Es gibt verschiedene Möglichkeiten, ein Raumschiff vor dem Verglühen beim Eintritt in die Erdatmosphäre zu schützen: durch verdampfende Kunstharze oder durch extrem hitzeresistente Materialien wie Keramiken und Kohlenstoffverbindungen.

Das spröde Leichtmetall Beryllium, das in den Anfangsjahren der bemannten Raumfahrt verwendet wurde, ist nicht mehr Bestandteil der Schilde heutiger Raumfahrzeuge. Zwar hält Beryllium der Hitze stand und ist zudem leichter als Aluminium, aber es ist giftig und teuer.

Eine kostengünstigere, wenn auch ebenfalls gesundheitsschädliche Alternative sind Kühlkappen aus Kunstharzen.
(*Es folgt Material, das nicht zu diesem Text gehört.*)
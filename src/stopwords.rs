//! Stop-word list shared by the text-frequency operations.
//!
//! The list is loaded once (from a string, a file, or the built-in default)
//! and passed by reference into [`most_common_words`](crate::analytics::most_common_words)
//! and [`word_frequency_field`](crate::analytics::word_frequency_field) —
//! never re-read per call.
//!
//! # Example
//!
//! ```
//! use chatlens::StopWords;
//!
//! let stop_words = StopWords::from_text("the a an to hai kya");
//! assert!(stop_words.contains("the"));
//! assert!(!stop_words.contains("hello"));
//! ```

use std::collections::HashSet;
use std::fs;
use std::path::Path;

use crate::error::Result;

/// Default list shipped with the crate: common English plus Hinglish filler
/// words, the vocabulary the bundled CLI filters by.
const DEFAULT_LIST: &str = include_str!("../data/stop_words.txt");

/// An immutable set of words excluded from word-frequency results.
///
/// The source text is whitespace/newline-delimited; tokens are matched
/// exactly against lowercased message tokens.
#[derive(Debug, Clone, Default, PartialEq, Eq)]
pub struct StopWords {
    words: HashSet<String>,
}

impl StopWords {
    /// Builds the set from whitespace/newline-delimited text.
    pub fn from_text(text: &str) -> Self {
        Self {
            words: text.split_whitespace().map(str::to_string).collect(),
        }
    }

    /// Reads and builds the set from a file.
    ///
    /// # Errors
    ///
    /// Returns [`ChatlensError::Io`](crate::error::ChatlensError::Io) if the
    /// file cannot be read.
    pub fn from_file(path: &Path) -> Result<Self> {
        let text = fs::read_to_string(path)?;
        Ok(Self::from_text(&text))
    }

    /// Returns the built-in default list.
    pub fn default_list() -> Self {
        Self::from_text(DEFAULT_LIST)
    }

    /// Returns an empty set (nothing is filtered).
    pub fn none() -> Self {
        Self::default()
    }

    /// Returns `true` if `word` is in the set.
    pub fn contains(&self, word: &str) -> bool {
        self.words.contains(word)
    }

    /// Returns the number of distinct stop words.
    pub fn len(&self) -> usize {
        self.words.len()
    }

    /// Returns `true` if the set is empty.
    pub fn is_empty(&self) -> bool {
        self.words.is_empty()
    }
}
Sie sorgten dafür, dass alle amerikanischen Mondastronauten mit den Apollo-Raumschiffen sicher zur Erde zurückkehrten. Bis heute bedecken die so genannten Phenoplaste den Stahlboden der russischen Sojus- und der chinesischen Shengzhou-Kapseln. So wie der Schweiß die Haut an heißen Tagen kühlt, verhindern sie das Schmelzen der Raumschiffwände: Beim Verdampfen der Kunstharze wird ein großer Teil der Wärmeenergie aufgezehrt.

Anfang der neunziger Jahre plante die europäische Weltraumorganisation ESA, mit einer derart umhüllten Raumkapsel Astronauten von der Internationalen Raumstation zurück zu bringen. Doch weil Frankreich und Deutschland sich nicht auf eine Finanzierung einigen konnten, blieb es bei einem einzigen unbemannten Test 1998. Ein anderes Kühlprinzip haben sich Ingenieure in den USA Ende der siebziger Jahre für die wiederverwendbaren Raumfähren einfallen lassen. Für die Isolierung der Space Shuttle sorgen jeweils rund 25000 Keramikkacheln. Sie bestehen aus Silizium-Verbindungen und sind am Rumpfbug, an den Kanten der Tragflügel und am Leitwerk durch Kohlefasern verstärkt. Damit können sie kurzzeitig Temperaturen von 2300 Grad Celsius trotzen.